___ GIVEN RECORDS

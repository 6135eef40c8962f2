use actix_cors::Cors;
use actix_web::{web, App, HttpServer, HttpResponse, middleware, error, http::StatusCode};
use bridge_notify::config::{LogSink, LoggingSettings, Settings};
use bridge_notify::core::Notifier;
use bridge_notify::routes::{self, notify::AppState};
use bridge_notify::services::{
    DiscardLogStore, ExpoClient, NotificationLogStore, PostgresClient, SupabaseClient, SupabaseTables,
};
use std::sync::Arc;
use tracing::{info, error};
use tracing_subscriber::EnvFilter;

/// JSON error response for JSON payload errors
#[derive(Debug, serde::Serialize)]
pub struct JsonError {
    pub error: String,
    pub message: String,
    pub status_code: u16,
}

impl std::fmt::Display for JsonError {
    fn fmt(&self, f: &mut std::fmt::Formatter<'_>) -> std::fmt::Result {
        write!(f, "{}: {}", self.error, self.message)
    }
}

impl std::error::Error for JsonError {}

impl error::ResponseError for JsonError {
    fn error_response(&self) -> HttpResponse {
        HttpResponse::build(StatusCode::from_u16(self.status_code).unwrap_or(StatusCode::BAD_REQUEST))
            .json(self)
    }
}

/// Handle JSON payload errors
pub fn handle_json_payload_error(err: error::JsonPayloadError, req: &actix_web::HttpRequest) -> actix_web::Error {
    tracing::info!("JSON payload error on {}: {}", req.path(), err);
    JsonError {
        error: "invalid_json".to_string(),
        message: format!("Invalid JSON: {}", err),
        status_code: 400,
    }
    .into()
}

fn init_tracing(logging: &LoggingSettings) {
    // RUST_LOG wins over the configured level
    let filter = EnvFilter::try_from_default_env()
        .unwrap_or_else(|_| EnvFilter::new(&logging.level));

    let subscriber = tracing_subscriber::fmt()
        .with_env_filter(filter)
        .with_target(false)
        .with_level(true);

    if logging.format == "pretty" {
        subscriber.pretty().init();
    } else {
        subscriber.init();
    }
}

fn startup_error(msg: String) -> std::io::Error {
    error!("{}", msg);
    std::io::Error::new(std::io::ErrorKind::Other, msg)
}

#[actix_web::main]
async fn main() -> std::io::Result<()> {
    // Load .env file if present
    dotenv::dotenv().ok();

    let settings = match Settings::load() {
        Ok(settings) => settings,
        Err(e) => {
            init_tracing(&LoggingSettings::default());
            return Err(startup_error(format!("Configuration error: {}", e)));
        }
    };

    init_tracing(&settings.logging);

    info!("Starting Bridge notification service...");

    let tables = SupabaseTables {
        jobs: settings.tables.jobs.clone(),
        profiles: settings.tables.profiles.clone(),
        notification_logs: settings.tables.notification_logs.clone(),
    };

    let supabase = Arc::new(
        SupabaseClient::new(
            settings.supabase.url.clone(),
            settings.supabase.service_role_key.clone(),
            tables,
        )
        .map_err(|e| startup_error(format!("Failed to create Supabase client: {}", e)))?,
    );

    info!("Supabase client initialized for {}", settings.supabase.url);

    let postgres = match &settings.database {
        Some(db) => {
            let client = PostgresClient::from_settings(
                &db.url,
                db.max_connections,
                db.min_connections,
                db.acquire_timeout_secs,
            )
            .await
            .map_err(|e| startup_error(format!("Failed to connect to PostgreSQL: {}", e)))?;
            info!("PostgreSQL client initialized");
            Some(Arc::new(client))
        }
        None => None,
    };

    let logs: Arc<dyn NotificationLogStore> = match settings.notifications.log_sink {
        LogSink::Supabase => supabase.clone(),
        LogSink::Postgres => match &postgres {
            Some(pg) => pg.clone(),
            None => {
                return Err(startup_error(
                    "log_sink = \"postgres\" requires a [database] section".to_string(),
                ))
            }
        },
        LogSink::Disabled => Arc::new(DiscardLogStore),
    };

    info!("Notification logs go to {:?}", settings.notifications.log_sink);

    let mut notifier = Notifier::new(supabase.clone(), supabase, logs);

    if settings.notifications.push_enabled {
        let expo = ExpoClient::new(settings.notifications.expo_access_token.clone())
            .map_err(|e| startup_error(format!("Failed to create Expo client: {}", e)))?;
        notifier = notifier.with_push(Arc::new(expo));
        info!("Expo push delivery enabled");
    }

    let app_state = AppState { notifier, postgres };

    // Configure HTTP server
    let host = settings.server.host.clone();
    let port = settings.server.port;
    let workers = settings.server.workers.unwrap_or(4);

    info!("Starting HTTP server on {}:{}", host, port);

    HttpServer::new(move || {
        let cors = Cors::permissive();

        App::new()
            .app_data(web::Data::new(app_state.clone()))
            .app_data(web::JsonConfig::default().error_handler(handle_json_payload_error))
            .wrap(cors)
            .wrap(middleware::Logger::default())
            .configure(routes::configure_routes)
    })
    .workers(workers)
    .bind((host, port))?
    .run()
    .await
}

______

▶ [EXERCISE]
Which lines above contain the word "routes"? Show each of them.

▶ [RESULT OF THE EXERCISE]
use bridge_notify::routes::{self, notify::AppState};
            .configure(routes::configure_routes)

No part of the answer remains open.